Throughout 2016 and 2017 the Cambridgeshire and Peterborough Amphibian and Reptile Group (CPARG) has been monitoring a population of the non-native midwife toad (Alytes obstetricans). As a part of this programme, the animals encountered were swabbed for the amphibian chytrid fungus (Batrachochytrium dendrobatidis) which has been associated with the decline of amphibian species globally. The results from the first batch of these swabs were received from the Institute of Zoology at London Zoo, who analysed the samples. Thankfully, we are pleased to report that all the samples came back negative for both B. dendrobatidis and a second species B. salamandrivorans, which has been associated with mass die offs of wild fire salamanders in the Netherlands, Belgium and other parts of northern Europe  Although these preliminary results can be celebrated, the animals tested only represent a small proportion of the current population. Further testing of swabs from other individuals will help to build a better picture of the disease dynamics of the species.

During the 2017 season a larger number of midwife toads were successfully swabbed for both species of the chytrid fungi. A total of 29 toads and 4 tadpoles were tested and thankfully once again, all samples came back negative. A larger number of tadpoles would have been sampled but unfortunately we were limited by the size of our swabs, only being able to fit them in the mouthparts of the largest individuals.

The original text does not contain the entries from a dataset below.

#![allow(dead_code, missing_docs, clippy::expect_used)]

use std::collections::HashMap;
use std::net::{Ipv4Addr, SocketAddr};
use std::sync::Arc;
use std::time::Duration;

use anyhow::Context;
use axum::extract::Query;
use axum::http::{HeaderMap, StatusCode};
use axum::response::IntoResponse;
use axum::routing::{get, post};
use axum::{Json, Router};
use serde_json::{Value, json};
use tokio::task::JoinHandle;
use tracing::info;

use booking_client_core::{ApiClient, Recorder};

/// Stand-in for the booking backend, speaking both response contracts.
fn backend_router() -> Router {
    Router::new()
        .route("/api/envelope/ok", get(envelope_ok))
        .route("/api/envelope/created", post(envelope_created))
        .route("/api/envelope/expired", get(envelope_expired))
        .route("/api/envelope/missing", get(envelope_missing))
        .route("/api/envelope/silent", get(envelope_silent))
        .route("/api/legacy/ok", get(legacy_ok))
        .route("/api/legacy/unauthorized", get(legacy_unauthorized))
        .route("/api/legacy/boom", get(legacy_boom))
        .route("/api/legacy/bad-gateway", get(legacy_bad_gateway))
        .route("/api/echo/headers", get(echo_headers))
        .route("/api/echo/query", get(echo_query))
        .route("/api/echo/body", post(echo_body).put(echo_body))
        .route("/api/slow", get(slow))
}

fn envelope(data: Value) -> Json<Value> {
    Json(json!({"code": 200, "message": "ok", "data": data}))
}

async fn envelope_ok() -> Json<Value> {
    envelope(json!({"id": 1, "title": "Morning yoga", "capacity": 12}))
}

async fn envelope_created(Json(body): Json<Value>) -> impl IntoResponse {
    (
        StatusCode::CREATED,
        Json(json!({"code": 201, "message": "created", "data": {"id": 42, "request": body}})),
    )
}

async fn envelope_expired() -> Json<Value> {
    Json(json!({"code": 401, "message": "token expired", "data": null}))
}

async fn envelope_missing() -> impl IntoResponse {
    (
        StatusCode::NOT_FOUND,
        Json(json!({"code": 404, "message": "activity not found", "error": "no row"})),
    )
}

async fn envelope_silent() -> Json<Value> {
    Json(json!({"code": 500, "data": {"id": 1}}))
}

async fn legacy_ok() -> Json<Value> {
    Json(json!({"foo": 1}))
}

async fn legacy_unauthorized() -> impl IntoResponse {
    (
        StatusCode::UNAUTHORIZED,
        Json(json!({"detail": "Not authenticated"})),
    )
}

async fn legacy_boom() -> impl IntoResponse {
    (
        StatusCode::INTERNAL_SERVER_ERROR,
        Json(json!({"message": "boom"})),
    )
}

async fn legacy_bad_gateway() -> impl IntoResponse {
    (StatusCode::BAD_GATEWAY, "")
}

async fn echo_headers(headers: HeaderMap) -> Json<Value> {
    let header = |name: &str| {
        headers
            .get(name)
            .and_then(|value| value.to_str().ok())
            .map(str::to_string)
    };
    envelope(json!({
        "authorization": header("authorization"),
        "content_type": header("content-type"),
    }))
}

async fn echo_query(Query(query): Query<HashMap<String, String>>) -> Json<Value> {
    envelope(json!(query))
}

async fn echo_body(Json(body): Json<Value>) -> Json<Value> {
    envelope(body)
}

async fn slow() -> Json<Value> {
    tokio::time::sleep(Duration::from_secs(2)).await;
    envelope(Value::Null)
}

#[derive(Debug)]
pub struct TestApp {
    pub addr: SocketAddr,
    pub client: ApiClient,
    pub recorder: Recorder,
    handle: JoinHandle<()>,
}

impl TestApp {
    pub async fn start() -> anyhow::Result<Self> {
        let listener = tokio::net::TcpListener::bind((Ipv4Addr::LOCALHOST, 0))
            .await
            .context("binding test listener")?;
        let addr = listener.local_addr().context("reading local address")?;
        info!(%addr, "launching backend");

        let handle = tokio::spawn(async move {
            axum::serve(listener, backend_router())
                .await
                .expect("backend serving");
        });

        let recorder = Recorder::new();
        let client = Self::client_for(addr, &recorder)
            .build()
            .context("building client")?;

        Ok(Self {
            addr,
            client,
            recorder,
            handle,
        })
    }

    pub fn client_for(addr: SocketAddr, recorder: &Recorder) -> booking_client_core::ApiClientBuilder {
        ApiClient::builder()
            .with_base_url(format!("http://{addr}/api"))
            .with_store(Arc::new(recorder.clone()))
            .with_navigator(Arc::new(recorder.clone()))
            .with_notices(Arc::new(recorder.clone()))
    }
}

impl Drop for TestApp {
    fn drop(&mut self) {
        self.handle.abort();
    }
}
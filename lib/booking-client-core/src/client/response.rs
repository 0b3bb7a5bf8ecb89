use http::StatusCode;
use serde_json::{Map, Value};

const UNKNOWN_ERROR: &str = "unknown error";

/// A response as handed over by the transport.
///
/// `status` is `None` when the transport could not report one.
/// `body` is `None` for an empty body.
#[derive(Debug, Clone, PartialEq)]
pub struct RawResponse {
    status: Option<StatusCode>,
    body: Option<Value>,
}

impl RawResponse {
    /// Creates a response with a known status code.
    pub fn new(status: StatusCode, body: Option<Value>) -> Self {
        Self {
            status: Some(status),
            body,
        }
    }

    /// Creates a response whose status code is unknown.
    pub fn without_status(body: Option<Value>) -> Self {
        Self { status: None, body }
    }

    /// Returns the HTTP status code, if the transport reported one.
    pub fn status(&self) -> Option<StatusCode> {
        self.status
    }

    /// Returns the decoded body.
    pub fn body(&self) -> Option<&Value> {
        self.body.as_ref()
    }

    pub(crate) fn into_parts(self) -> (Option<StatusCode>, Option<Value>) {
        (self.status, self.body)
    }
}

/// The backend's business envelope: `{ code, message, data, error }`.
///
/// A `code` that is not a JSON integer is kept as `None`, which never counts
/// as success. This includes floats such as `200.0`.
#[derive(Debug, Clone, PartialEq)]
pub struct Envelope {
    code: Option<i64>,
    message: Option<String>,
    data: Value,
    error: Option<String>,
}

impl Envelope {
    /// Decodes an envelope from a JSON object.
    ///
    /// Returns `None` when the object has no `code` key.
    pub fn from_object(mut object: Map<String, Value>) -> Option<Self> {
        let code = object.remove("code")?;
        Some(Self::with_code(&code, object))
    }

    fn with_code(code: &Value, mut rest: Map<String, Value>) -> Self {
        let text = |value: Option<Value>| match value {
            Some(Value::String(text)) => Some(text),
            _ => None,
        };

        Self {
            code: code.as_i64(),
            message: text(rest.remove("message")),
            data: rest.remove("data").unwrap_or(Value::Null),
            error: text(rest.remove("error")),
        }
    }

    /// Returns the business status code.
    pub fn code(&self) -> Option<i64> {
        self.code
    }

    /// Returns the backend message, if any.
    pub fn message(&self) -> Option<&str> {
        self.message.as_deref()
    }

    /// Returns the backend error detail, if any.
    pub fn error(&self) -> Option<&str> {
        self.error.as_deref()
    }

    /// Returns the wrapped payload.
    pub fn data(&self) -> &Value {
        &self.data
    }

    /// Consumes the envelope and returns the wrapped payload.
    pub fn into_data(self) -> Value {
        self.data
    }

    /// Returns `true` when the business code is `200` or `201`.
    pub fn is_success(&self) -> bool {
        matches!(self.code, Some(200 | 201))
    }

    /// Returns the most specific error text: `message`, then `error`, then `"unknown error"`.
    pub fn error_message(&self) -> &str {
        self.message
            .as_deref()
            .or(self.error.as_deref())
            .unwrap_or(UNKNOWN_ERROR)
    }
}

/// The two response contracts the backend speaks.
#[derive(Debug, Clone, PartialEq)]
pub enum ResponseShape {
    /// A JSON object carrying its own business `code`.
    Enveloped(Envelope),
    /// Any other body, judged solely by the HTTP status.
    Legacy(Option<Value>),
}

impl ResponseShape {
    /// Decodes a body, trying the envelope first.
    pub fn decode(body: Option<Value>) -> Self {
        match body {
            Some(Value::Object(mut object)) => match object.remove("code") {
                Some(code) => Self::Enveloped(Envelope::with_code(&code, object)),
                None => Self::Legacy(Some(Value::Object(object))),
            },
            other => Self::Legacy(other),
        }
    }
}

/// Extracts a string `message` field from a legacy body, if it has one.
pub(crate) fn legacy_message(body: Option<&Value>) -> Option<&str> {
    body.and_then(Value::as_object)
        .and_then(|object| object.get("message"))
        .and_then(Value::as_str)
}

Looking forward to 2018 we will continue to swab the Cambridgeshire midwife toads for the two chytrid species, and we also hope to expand this preliminary disease screen to Ranavirus. We will also have some exciting news, as we've been carrying out a genetic analysis of the toads to establish where they originated from, and we are hoping to be able to share this information with you soon.

CPARG would like to thank the ARG UK 100% fund for a small grant which made it possible to have the 2016 swabs analysed at IoZ, and our generous crowdfunder backers (from our recent campaigns) for supporting us and allowing for the testing of our most recent batch of chytrid swabs.